Engineering expertise spies similarly-built local structures
Concrete cracked, buckled and popped like a crumbling sugar cookie under more than 600,000 pounds of pressure at UC Berkeley today, but the steel frame it supported held firm.
Dr. Abolhassan Astaneh-Asl, UC Berkeley professor of civil and environmental engineering, performed the experiment to demonstrate what he said could be a major breakthrough in disaster-safe building design.
Many modern buildings are reinforced with steel plate shear walls – steel sheets bolted to columns and beams to increase stiffness and limit lateral motion.
Steel, however, buckles when compressed, and concrete cracks under tension.
Astaneh’s new shear wall is a marriage of the best of both materials – a six-inch slab of reinforced concrete bolted to the 3/8-inch steel plate. The concrete supports the steel wall and keeps it from buckling under stress.

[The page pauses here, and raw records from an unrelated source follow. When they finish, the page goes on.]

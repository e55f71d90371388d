// SPDX-License-Identifier: Apache-2.0
// © James Ross Ω FLYING•ROBOTS <https://github.com/flyingrobots>
//! Forward substitution of hashes through the ordered diff tables.
//!
//! Every pair of the earliest table anchors one chain. Its `new` hash is the
//! cursor; each later table either renames the cursor or carries it forward
//! unchanged. Chains whose final hash equals the anchor's original hash are
//! no-ops and are dropped.
//!
//! Substitution is a single forward pass: one lookup per table, no fixed-point
//! iteration. A cursor that returns to a hash already on its own chain is
//! recorded as a [`ChainCycle`] but does not change the result.

use std::collections::{HashMap, HashSet};

use tracing::{info, warn};

use crate::diff::{RenamePair, VersionDiffTable};
use crate::hash::HashToken;

/// Key lookup from original hash to new hash over a slice of pairs.
///
/// When several pairs share an original hash, the first in slice order wins.
#[derive(Debug, Default)]
pub struct RenameIndex<'a> {
    targets: HashMap<String, &'a HashToken>,
}

impl<'a> RenameIndex<'a> {
    /// Index `pairs` by [`HashToken::key`] of their original hash.
    pub fn from_pairs(pairs: &'a [RenamePair]) -> Self {
        let mut targets = HashMap::with_capacity(pairs.len());
        for pair in pairs {
            targets.entry(pair.original.key()).or_insert(&pair.new);
        }
        Self { targets }
    }

    /// New hash for `hash`, if renamed.
    pub fn get(&self, hash: &HashToken) -> Option<&'a HashToken> {
        self.get_key(&hash.key())
    }

    /// New hash for a pre-computed key.
    pub fn get_key(&self, key: &str) -> Option<&'a HashToken> {
        self.targets.get(key).copied()
    }

    /// Number of distinct original hashes.
    pub fn len(&self) -> usize {
        self.targets.len()
    }

    /// Returns `true` if no pair was indexed.
    pub fn is_empty(&self) -> bool {
        self.targets.is_empty()
    }
}

/// A chain that revisited a hash it had already passed through.
#[derive(Clone, PartialEq, Eq, Debug)]
pub struct ChainCycle {
    /// Original hash anchoring the chain.
    pub anchor: HashToken,
    /// The hash seen twice.
    pub repeated: HashToken,
    /// Starting version index of the table that produced the repeat.
    pub version: u32,
}

/// Result of resolving a table sequence.
#[derive(Clone, PartialEq, Eq, Debug, Default)]
pub struct Resolution {
    /// Number of chains walked (pairs in the earliest table).
    pub anchors: usize,
    /// One pair per chain with a net rename, in earliest-table order.
    pub renames: Vec<RenamePair>,
    /// Chains that oscillated; first repeat per chain only.
    pub cycles: Vec<ChainCycle>,
}

/// Resolve `tables` (earliest first) into original-to-final renames.
///
/// The input tables are not modified. An empty sequence or an empty earliest
/// table resolves to nothing.
pub fn resolve(tables: &[VersionDiffTable]) -> Resolution {
    let Some((first, rest)) = tables.split_first() else {
        return Resolution::default();
    };

    info!(
        "found {} natives in build {}",
        first.pairs.len(),
        first.span.from
    );

    let indexes: Vec<RenameIndex<'_>> = rest
        .iter()
        .map(|table| RenameIndex::from_pairs(&table.pairs))
        .collect();

    let mut renames = Vec::new();
    let mut cycles = Vec::new();

    for anchor in &first.pairs {
        let mut cursor = &anchor.new;
        let mut cursor_key = cursor.key();
        let mut visited: HashSet<String> = HashSet::from([anchor.original.key(), cursor_key.clone()]);
        let mut cycle: Option<ChainCycle> = None;

        for (index, table) in indexes.iter().zip(rest) {
            let Some(next) = index.get_key(&cursor_key) else {
                continue;
            };
            let next_key = next.key();
            if next_key != cursor_key && !visited.insert(next_key.clone()) && cycle.is_none() {
                cycle = Some(ChainCycle {
                    anchor: anchor.original.clone(),
                    repeated: next.clone(),
                    version: table.span.from,
                });
            }
            cursor = next;
            cursor_key = next_key;
        }

        if let Some(cycle) = cycle {
            warn!(
                "hash chain for {} revisits {} at build {}",
                cycle.anchor, cycle.repeated, cycle.version
            );
            cycles.push(cycle);
        }

        if cursor_key != anchor.original.key() {
            renames.push(RenamePair {
                original: anchor.original.clone(),
                new: cursor.clone(),
            });
        }
    }

    info!("found {} renamed natives", renames.len());

    Resolution {
        anchors: first.pairs.len(),
        renames,
        cycles,
    }
}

A 20-foot high section of steel and concrete, the half-scale prototype wall lay on its side in the hangar-like test lab.
The concrete flaked and broke as a huge hydraulic pressed on its upper left corner, displacing it nine inches back and forth, but the steel never cracked.
The wall prototype performed even better than expected, surviving an earthquake of more than magnitude nine without catastrophic failure.

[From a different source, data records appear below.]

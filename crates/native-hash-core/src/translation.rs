// SPDX-License-Identifier: Apache-2.0
// © James Ross Ω FLYING•ROBOTS <https://github.com/flyingrobots>
//! Historical translation stream.
//!
//! Unlike the cross-map, this covers every rename in every table, so a
//! consumer can translate a hash from any build forward one step at a time.
//! The stream is raw DEFLATE (no zlib or gzip wrapper) over text records
//! `newHash:originalHash\n`, both sides as 16 upper-case digits.
//!
//! Value-level noise is filtered, not reported: identity renames, zero
//! originals, and tokens that are not hex are skipped.

use std::io::{self, Write};

use flate2::write::DeflateEncoder;
use flate2::Compression;
use tracing::{debug, info};

use crate::diff::{RenamePair, VersionDiffTable};

/// Errors raised while compressing the stream.
#[derive(Debug, thiserror::Error)]
pub enum TranslationError {
    /// The deflate encoder failed.
    #[error("[TRANSLATION_COMPRESS] {0}")]
    Compress(#[from] io::Error),
}

/// A finished, independently decompressible stream.
#[derive(Clone, PartialEq, Eq, Debug, Default)]
pub struct TranslationStream {
    /// Compressed bytes.
    pub bytes: Vec<u8>,
    /// Records written.
    pub records: usize,
    /// Pairs filtered out.
    pub skipped: usize,
}

/// The record for `pair`, or `None` if it is filtered.
pub fn translation_record(pair: &RenamePair) -> Option<String> {
    let (from, to) = match (pair.original.parse(), pair.new.parse()) {
        (Ok(from), Ok(to)) => (from, to),
        (Err(err), _) | (_, Err(err)) => {
            debug!("skipping translation pair: {err}");
            return None;
        }
    };
    if from == to || from.is_zero() {
        return None;
    }
    Some(format!("{}:{}\n", to.digits(), from.digits()))
}

/// Compress the records of every pair, tables in order then pairs in order.
///
/// The encoder is sync-flushed at each table boundary and finished at the
/// end.
///
/// # Errors
///
/// Returns [`TranslationError::Compress`] if the encoder fails.
pub fn encode_translation(tables: &[VersionDiffTable]) -> Result<TranslationStream, TranslationError> {
    let mut encoder = DeflateEncoder::new(Vec::new(), Compression::default());
    let mut records = 0;
    let mut skipped = 0;

    for table in tables {
        for pair in &table.pairs {
            match translation_record(pair) {
                Some(record) => {
                    encoder.write_all(record.as_bytes())?;
                    records += 1;
                }
                None => skipped += 1,
            }
        }
        encoder.flush()?;
    }

    let bytes = encoder.finish()?;
    info!(
        "translation stream: {records} records, {skipped} skipped, {} bytes",
        bytes.len()
    );
    Ok(TranslationStream {
        bytes,
        records,
        skipped,
    })
}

“We are very happy,” Astaneh said. “Without the concrete, a steel wall would be buckled by now.”
Astaneh originally set out to design buildings that would survive severe earthquakes. Later, he realized the same designs would resist damage from car bombs and rocket attacks.
Astaneh said the wall prototype is made out of ordinary materials, and would probably increase the cost of new buildings by no more than 2 percent.

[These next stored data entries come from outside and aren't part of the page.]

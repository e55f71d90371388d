// SPDX-License-Identifier: Apache-2.0
// © James Ross Ω FLYING•ROBOTS <https://github.com/flyingrobots>
//! Generated header patching.
//!
//! Declaration lines look like
//!
//! ```text
//! \tstatic void WAIT(int ms) { invoke<Void>(0x4EDE34FBADD967A6, ms); } // 0x4EDE34FBADD967A6 b323
//! ```
//!
//! The hash literal that matters is the one inside the body, between the
//! first `{` and the next `}`. Anything outside that span (trailing comments
//! repeating the hash, for instance) is never touched.

use std::ops::Range;

use tracing::{debug, info, warn};

use crate::chain::RenameIndex;
use crate::diff::RenamePair;
use crate::hash::HexHash;

/// Prefix that marks a declaration line.
pub const DECLARATION_MARKER: &str = "\tstatic";

/// A parsed declaration line.
#[derive(Clone, PartialEq, Eq, Debug)]
pub struct Declaration<'a> {
    /// The whole line.
    pub line: &'a str,
    /// Value of the body's hash literal.
    pub hash: HexHash,
    /// Byte range of the 18-character literal within `line`.
    pub literal: Range<usize>,
    /// Function name, if the line has a parameter list.
    pub name: Option<&'a str>,
}

/// Parse a declaration line. Returns `None` for any other line, and for
/// declarations without a hash literal in their body.
pub fn parse_declaration(line: &str) -> Option<Declaration<'_>> {
    if !line.starts_with(DECLARATION_MARKER) {
        return None;
    }
    let (hash, literal) = body_literal(line)?;
    Some(Declaration {
        line,
        hash,
        literal,
        name: declaration_name(line),
    })
}

/// Locate the first `0x` + 16 hex digit literal inside the `{ .. }` body.
fn body_literal(line: &str) -> Option<(HexHash, Range<usize>)> {
    let open = line.find('{')?;
    let close = open + line[open..].find('}')?;
    let body = &line[open..close];
    body.match_indices("0x").find_map(|(offset, _)| {
        let start = open + offset;
        let end = start + HexHash::LITERAL_LEN;
        if end > close {
            return None;
        }
        let literal = line.get(start..end)?;
        if !literal[2..].bytes().all(|b| b.is_ascii_hexdigit()) {
            return None;
        }
        literal.parse().ok().map(|hash| (hash, start..end))
    })
}

/// The identifier right before the parameter list's `(`, pointer and
/// reference sigils stripped.
fn declaration_name(line: &str) -> Option<&str> {
    let (head, _) = line.split_once('(')?;
    let name = head
        .split_whitespace()
        .last()?
        .trim_start_matches(['*', '&']);
    (!name.is_empty()).then_some(name)
}

/// A header with its hash literals updated.
#[derive(Clone, PartialEq, Eq, Debug, Default)]
pub struct PatchedHeader {
    /// Output lines, one per input line, same order.
    pub lines: Vec<String>,
    /// Declaration lines seen.
    pub declarations: usize,
    /// Declaration lines rewritten.
    pub patched: usize,
}

impl PatchedHeader {
    /// Join lines with `\n`, terminating the last one.
    pub fn render(&self) -> String {
        let mut out = String::new();
        for line in &self.lines {
            out.push_str(line);
            out.push('\n');
        }
        out
    }
}

/// Rewrite every declaration whose body literal is an original hash in
/// `renames` with the corresponding new hash.
///
/// Each output line has the same length as its input line and differs only
/// inside the literal. Lines without a matching rename are copied as-is.
pub fn patch_header<S: AsRef<str>>(lines: &[S], renames: &[RenamePair]) -> PatchedHeader {
    let index = RenameIndex::from_pairs(renames);
    let mut patched = PatchedHeader {
        lines: Vec::with_capacity(lines.len()),
        ..PatchedHeader::default()
    };

    for line in lines {
        let line = line.as_ref();
        let Some(declaration) = parse_declaration(line) else {
            if line.starts_with(DECLARATION_MARKER) {
                debug!("declaration without body hash literal: {line:?}");
            }
            patched.lines.push(line.to_owned());
            continue;
        };
        patched.declarations += 1;

        let replacement = index
            .get_key(&declaration.hash.digits())
            .map(|token| (token, token.parse()));
        let mut out = line.to_owned();
        match replacement {
            Some((_, Ok(new_hash))) => {
                out.replace_range(declaration.literal, &new_hash.to_string());
                patched.patched += 1;
            }
            Some((token, Err(err))) => {
                warn!("cannot patch {}: rename target {token} unusable: {err}", declaration.hash);
            }
            None => {}
        }
        patched.lines.push(out);
    }

    info!(
        "patched {} of {} declarations",
        patched.patched, patched.declarations
    );
    patched
}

Older buildings could be retrofitted with the concrete slabs, which could be replaced after an earthquake.
Astaneh recently returned from New York City, where he spent weeks sifting through the rubble of the World Trade Center, looking for answers.
He stood before a table displaying pieces of the WTC and held up small pieces of twisted steel, lumps of concrete, and plastic baggies of powdered drywall and fireproofing. He also held up bits of aluminum, one printed with a serial number, which had been found stuck to steel columns from the twin towers. They were pieces of the airplanes.
“I haven’t seen anything like this,” he said, holding up a foot-long twisted shard of steel. “It’s like a piece of bread, but it was high-strength steel.”
From his research, Astaneh showed that the towers’ supporting columns withstood the original impact of the planes.
They remained structurally sound until the heat of flaming jet fuel reached 1,000 degrees Celsius and began to melt the steel. The softened columns could no longer support the floors above, and the entire structure began to collapse.
One of Astaneh’s main concerns was the collapse of Building Seven of the WTC, because there are several hundred similar buildings throughout the United States, including a few in San Francisco.
“Why did Building Seven collapse?” he asked. “What made it burn for eight hours?”
There have been some reports that there was fuel stored in the upper floors of the building, possibly for a small electrical power plant, which intensified the heat and duration of the fire. Astaneh refused to speculate on how well the building would have fared if the fuel had not been present.
Astaneh spent some of his time in New York training iron and steel workers at the recycling yards to scan the 300,000 tons of steel wreckage for pieces of metal that may contain valuable clues to the structural collapse.
Designed to withstand the impact of a Boeing 707, Astaneh wanted to assure people that the towers were well built. The buildings admirably withstood being hit by 767s.
“That building in my opinion was really the best-designed building I’ve seen,” he said. “Our tall buildings are some of the best-designed structures in the world.”
Astaneh also spoke about his experience sorting through the rubble in New York City.
“You’re standing there and looking at something like this, and under it are 5,000 people like ourselves. It was terrible. It was part of us, it was like family,” he said. “Suddenly 5,000 of your people are no longer here.”
He never went inside the ruins themselves.
“I couldn’t go inside,” he said, “I wouldn’t walk on that.”